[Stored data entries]
****************************************

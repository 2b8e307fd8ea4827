// src/config.rs
// =============================================================================
// The scan configuration, built once at startup from the command line.
//
// Nothing in here changes after construction: the fetcher and the pipeline
// both borrow the same ScanConfig, so there is no global mutable state.
//
// Validation happens here, before the first request:
// - the target domain must parse as a URL with a host
// - the proxy address (if any) must parse as a URL with a host
// - the worker pool must have at least one slot
// =============================================================================

use crate::cli::Cli;
use crate::error::ScanError;
use std::path::PathBuf;
use std::time::Duration;
use url::Url;

/// Default number of concurrent fetch workers
pub const DEFAULT_WORKERS: usize = 4;

/// Request timeout without a proxy
pub const REQUEST_TIMEOUT: Duration = Duration::from_secs(5);

/// Request timeout when going through a proxy (proxies add latency)
pub const PROXY_REQUEST_TIMEOUT: Duration = Duration::from_secs(10);

/// Directory that holds every scan's output
pub const DEFAULT_OUTPUT_ROOT: &str = "output";

#[derive(Debug, Clone)]
pub struct ScanConfig {
    target: Url,
    robots_url: Url,
    proxy: Option<Url>,
    output_name: Option<String>,
    output_root: PathBuf,
    workers: usize,
    fail_fast: bool,
}

impl ScanConfig {
    /// Validates the raw values and builds a configuration with defaults
    pub fn new(
        domain: &str,
        proxy: Option<&str>,
        output_name: Option<&str>,
    ) -> Result<Self, ScanError> {
        let normalized = normalize_domain(domain.trim());
        let target = Url::parse(&normalized)
            .map_err(|e| ScanError::Config(format!("invalid domain '{}': {}", domain, e)))?;
        if target.host_str().is_none() {
            return Err(ScanError::Config(format!("domain '{}' has no host", domain)));
        }

        // robots.txt always lives at the root of the given address
        let robots_url = Url::parse(&format!("{}/robots.txt", normalized))
            .map_err(|e| ScanError::Config(format!("invalid robots.txt address: {}", e)))?;

        let proxy = match proxy.map(str::trim).filter(|p| !p.is_empty()) {
            Some(address) => Some(parse_proxy(address)?),
            None => None,
        };

        let output_name = output_name
            .map(str::trim)
            .filter(|name| !name.is_empty())
            .map(str::to_string);

        Ok(Self {
            target,
            robots_url,
            proxy,
            output_name,
            output_root: PathBuf::from(DEFAULT_OUTPUT_ROOT),
            workers: DEFAULT_WORKERS,
            fail_fast: false,
        })
    }

    /// Builds the configuration from parsed command-line arguments
    pub fn from_cli(cli: &Cli) -> Result<Self, ScanError> {
        let config = Self::new(&cli.domain, cli.proxy.as_deref(), cli.output.as_deref())?
            .with_workers(cli.workers)?
            .with_fail_fast(cli.fail_fast);

        Ok(match &cli.output_dir {
            Some(root) => config.with_output_root(root),
            None => config,
        })
    }

    pub fn with_workers(mut self, workers: usize) -> Result<Self, ScanError> {
        if workers == 0 {
            return Err(ScanError::Config(
                "worker pool needs at least one worker".to_string(),
            ));
        }
        self.workers = workers;
        Ok(self)
    }

    pub fn with_output_root(mut self, root: impl Into<PathBuf>) -> Self {
        self.output_root = root.into();
        self
    }

    pub fn with_fail_fast(mut self, fail_fast: bool) -> Self {
        self.fail_fast = fail_fast;
        self
    }

    pub fn target(&self) -> &Url {
        &self.target
    }

    pub fn robots_url(&self) -> &Url {
        &self.robots_url
    }

    pub fn proxy(&self) -> Option<&Url> {
        self.proxy.as_ref()
    }

    pub fn workers(&self) -> usize {
        self.workers
    }

    pub fn fail_fast(&self) -> bool {
        self.fail_fast
    }

    /// Per-request timeout; relaxed when a proxy is in use
    pub fn request_timeout(&self) -> Duration {
        if self.proxy.is_some() {
            PROXY_REQUEST_TIMEOUT
        } else {
            REQUEST_TIMEOUT
        }
    }

    /// The --output name, or the target host when none was given
    pub fn scan_name(&self) -> String {
        match &self.output_name {
            Some(name) => name.clone(),
            None => self.target.host_str().unwrap_or("scan").to_string(),
        }
    }

    /// Directory that receives the fetched bodies
    pub fn scan_dir(&self) -> PathBuf {
        self.output_root.join(self.scan_name())
    }

    /// File listing every URL that was found and saved
    pub fn success_list_path(&self) -> PathBuf {
        self.output_root.join(format!("{}.log", self.scan_name()))
    }
}

/// Ensures the address has an http(s) scheme and no trailing slash
///
/// Examples:
///   "example.com"          -> "http://example.com"
///   "https://example.com/" -> "https://example.com"
pub fn normalize_domain(input: &str) -> String {
    let with_scheme = if input.starts_with("http://") || input.starts_with("https://") {
        input.to_string()
    } else {
        format!("http://{}", input)
    };

    match with_scheme.strip_suffix('/') {
        Some(stripped) => stripped.to_string(),
        None => with_scheme,
    }
}

fn parse_proxy(address: &str) -> Result<Url, ScanError> {
    let proxy = Url::parse(&normalize_domain(address))
        .map_err(|e| ScanError::Config(format!("invalid proxy address '{}': {}", address, e)))?;

    if proxy.host_str().is_none() {
        return Err(ScanError::Config(format!(
            "invalid proxy address '{}': missing host",
            address
        )));
    }

    Ok(proxy)
}

#[cfg(test)]
mod tests {
    use super::*;

    #[test]
    fn test_normalize_adds_scheme() {
        assert_eq!(normalize_domain("example.com"), "http://example.com");
        assert_eq!(normalize_domain("https://example.com/"), "https://example.com");
        assert_eq!(normalize_domain("http://example.com"), "http://example.com");
    }

    #[test]
    fn test_robots_url_at_domain_root() {
        let config = ScanConfig::new("example.com", None, None).unwrap();
        assert_eq!(config.robots_url().as_str(), "http://example.com/robots.txt");
        assert_eq!(config.request_timeout(), REQUEST_TIMEOUT);
        assert_eq!(config.workers(), DEFAULT_WORKERS);
    }

    #[test]
    fn test_bad_proxy_is_config_error() {
        let err = ScanConfig::new("example.com", Some("badproxy:::1"), None).unwrap_err();
        assert!(matches!(err, ScanError::Config(_)));
    }

    #[test]
    fn test_proxy_relaxes_timeout() {
        let config = ScanConfig::new("example.com", Some("127.0.0.1:8080"), None).unwrap();
        assert_eq!(config.proxy().unwrap().as_str(), "http://127.0.0.1:8080/");
        assert_eq!(config.request_timeout(), PROXY_REQUEST_TIMEOUT);
    }

    #[test]
    fn test_empty_proxy_means_none() {
        let config = ScanConfig::new("example.com", Some("  "), None).unwrap();
        assert!(config.proxy().is_none());
    }

    #[test]
    fn test_zero_workers_rejected() {
        let config = ScanConfig::new("example.com", None, None).unwrap();
        assert!(config.with_workers(0).is_err());
    }

    #[test]
    fn test_output_paths() {
        let config = ScanConfig::new("https://example.com", None, None)
            .unwrap()
            .with_output_root("/tmp/out");
        assert_eq!(config.scan_dir(), PathBuf::from("/tmp/out/example.com"));
        assert_eq!(
            config.success_list_path(),
            PathBuf::from("/tmp/out/example.com.log")
        );

        let named = ScanConfig::new("example.com", None, Some("nightly")).unwrap();
        assert_eq!(named.scan_name(), "nightly");
    }
}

****************************************

[Description of the task]: From the first line through the last, repeat the entries exactly.

[Written answer]:
repository 2b8e307fd8ea4827
// src/config.rs
// =============================================================================
// The scan configuration, built once at startup from the command line.
//
// Nothing in here changes after construction: the fetcher and the pipeline
// both borrow the same ScanConfig, so there is no global mutable state.
//
// Validation happens here, before the first request:
// - the target domain must parse as a URL with a host
// - the proxy address (if any) must parse as a URL with a host
// - the worker pool must have at least one slot
// =============================================================================

use crate::cli::Cli;
use crate::error::ScanError;
use std::path::PathBuf;
use std::time::Duration;
use url::Url;

/// Default number of concurrent fetch workers
pub const DEFAULT_WORKERS: usize = 4;

/// Request timeout without a proxy
pub const REQUEST_TIMEOUT: Duration = Duration::from_secs(5);

/// Request timeout when going through a proxy (proxies add latency)
pub const PROXY_REQUEST_TIMEOUT: Duration = Duration::from_secs(10);

/// Directory that holds every scan's output
pub const DEFAULT_OUTPUT_ROOT: &str = "output";

#[derive(Debug, Clone)]
pub struct ScanConfig {
    target: Url,
    robots_url: Url,
    proxy: Option<Url>,
    output_name: Option<String>,
    output_root: PathBuf,
    workers: usize,
    fail_fast: bool,
}

impl ScanConfig {
    /// Validates the raw values and builds a configuration with defaults
    pub fn new(
        domain: &str,
        proxy: Option<&str>,
        output_name: Option<&str>,
    ) -> Result<Self, ScanError> {
        let normalized = normalize_domain(domain.trim());
        let target = Url::parse(&normalized)
            .map_err(|e| ScanError::Config(format!("invalid domain '{}': {}", domain, e)))?;
        if target.host_str().is_none() {
            return Err(ScanError::Config(format!("domain '{}' has no host", domain)));
        }

        // robots.txt always lives at the root of the given address
        let robots_url = Url::parse(&format!("{}/robots.txt", normalized))
            .map_err(|e| ScanError::Config(format!("invalid robots.txt address: {}", e)))?;

        let proxy = match proxy.map(str::trim).filter(|p| !p.is_empty()) {
            Some(address) => Some(parse_proxy(address)?),
            None => None,
        };

        let output_name = output_name
            .map(str::trim)
            .filter(|name| !name.is_empty())
            .map(str::to_string);

        Ok(Self {
            target,
            robots_url,
            proxy,
            output_name,
            output_root: PathBuf::from(DEFAULT_OUTPUT_ROOT),
            workers: DEFAULT_WORKERS,
            fail_fast: false,
        })
    }

    /// Builds the configuration from parsed command-line arguments
    pub fn from_cli(cli: &Cli) -> Result<Self, ScanError> {
        let config = Self::new(&cli.domain, cli.proxy.as_deref(), cli.output.as_deref())?
            .with_workers(cli.workers)?
            .with_fail_fast(cli.fail_fast);

        Ok(match &cli.output_dir {
            Some(root) => config.with_output_root(root),
            None => config,
        })
    }

    pub fn with_workers(mut self, workers: usize) -> Result<Self, ScanError> {
        if workers == 0 {
            return Err(ScanError::Config(
                "worker pool needs at least one worker".to_string(),
            ));
        }
        self.workers = workers;
        Ok(self)
    }

    pub fn with_output_root(mut self, root: impl Into<PathBuf>) -> Self {
        self.output_root = root.into();
        self
    }

    pub fn with_fail_fast(mut self, fail_fast: bool) -> Self {
        self.fail_fast = fail_fast;
        self
    }

    pub fn target(&self) -> &Url {
        &self.target
    }

    pub fn robots_url(&self) -> &Url {
        &self.robots_url
    }

    pub fn proxy(&self) -> Option<&Url> {
        self.proxy.as_ref()
    }

    pub fn workers(&self) -> usize {
        self.workers
    }

    pub fn fail_fast(&self) -> bool {
        self.fail_fast
    }

    /// Per-request timeout; relaxed when a proxy is in use
    pub fn request_timeout(&self) -> Duration {
        if self.proxy.is_some() {
            PROXY_REQUEST_TIMEOUT
        } else {
            REQUEST_TIMEOUT
        }
    }

    /// The --output name, or the target host when none was given
    pub fn scan_name(&self) -> String {
        match &self.output_name {
            Some(name) => name.clone(),
            None => self.target.host_str().unwrap_or("scan").to_string(),
        }
    }

    /// Directory that receives the fetched bodies
    pub fn scan_dir(&self) -> PathBuf {
        self.output_root.join(self.scan_name())
    }

    /// File listing every URL that was found and saved
    pub fn success_list_path(&self) -> PathBuf {
        self.output_root.join(format!("{}.log", self.scan_name()))
    }
}

/// Ensures the address has an http(s) scheme and no trailing slash
///
/// Examples:
///   "example.com"          -> "http://example.com"
///   "https://example.com/" -> "https://example.com"
pub fn normalize_domain(input: &str) -> String {
    let with_scheme = if input.starts_with("http://") || input.starts_with("https://") {
        input.to_string()
    } else {
        format!("http://{}", input)
    };

    match with_scheme.strip_suffix('/') {
        Some(stripped) => stripped.to_string(),
        None => with_scheme,
    }
}

fn parse_proxy(address: &str) -> Result<Url, ScanError> {
    let proxy = Url::parse(&normalize_domain(address))
        .map_err(|e| ScanError::Config(format!("invalid proxy address '{}': {}", address, e)))?;

    if proxy.host_str().is_none() {
        return Err(ScanError::Config(format!(
            "invalid proxy address '{}': missing host",
            address
        )));
    }

    Ok(proxy)
}

#[cfg(test)]
mod tests {
    use super::*;

    #[test]
    fn test_normalize_adds_scheme() {
        assert_eq!(normalize_domain("example.com"), "http://example.com");
        assert_eq!(normalize_domain("https://example.com/"), "https://example.com");
        assert_eq!(normalize_domain("http://example.com"), "http://example.com");
    }

    #[test]
    fn test_robots_url_at_domain_root() {
        let config = ScanConfig::new("example.com", None, None).unwrap();
        assert_eq!(config.robots_url().as_str(), "http://example.com/robots.txt");
        assert_eq!(config.request_timeout(), REQUEST_TIMEOUT);
        assert_eq!(config.workers(), DEFAULT_WORKERS);
    }

    #[test]
    fn test_bad_proxy_is_config_error() {
        let err = ScanConfig::new("example.com", Some("badproxy:::1"), None).unwrap_err();
        assert!(matches!(err, ScanError::Config(_)));
    }

    #[test]
    fn test_proxy_relaxes_timeout() {
        let config = ScanConfig::new("example.com", Some("127.0.0.1:8080"), None).unwrap();
        assert_eq!(config.proxy().unwrap().as_str(), "http://127.0.0.1:8080/");
        assert_eq!(config.request_timeout(), PROXY_REQUEST_TIMEOUT);
    }

    #[test]
    fn test_empty_proxy_means_none() {
        let config = ScanConfig::new("example.com", Some("  "), None).unwrap();
        assert!(config.proxy().is_none());
    }

    #[test]
    fn test_zero_workers_rejected() {
        let config = ScanConfig::new("example.com", None, None).unwrap();
        assert!(config.with_workers(0).is_err());
    }

    #[test]
    fn test_output_paths() {
        let config = ScanConfig::new("https://example.com", None, None)
            .unwrap()
            .with_output_root("/tmp/out");
        assert_eq!(config.scan_dir(), PathBuf::from("/tmp/out/example.com"));
        assert_eq!(
            config.success_list_path(),
            PathBuf::from("/tmp/out/example.com.log")
        );

        let named = ScanConfig::new("example.com", None, Some("nightly")).unwrap();
        assert_eq!(named.scan_name(), "nightly");
    }
}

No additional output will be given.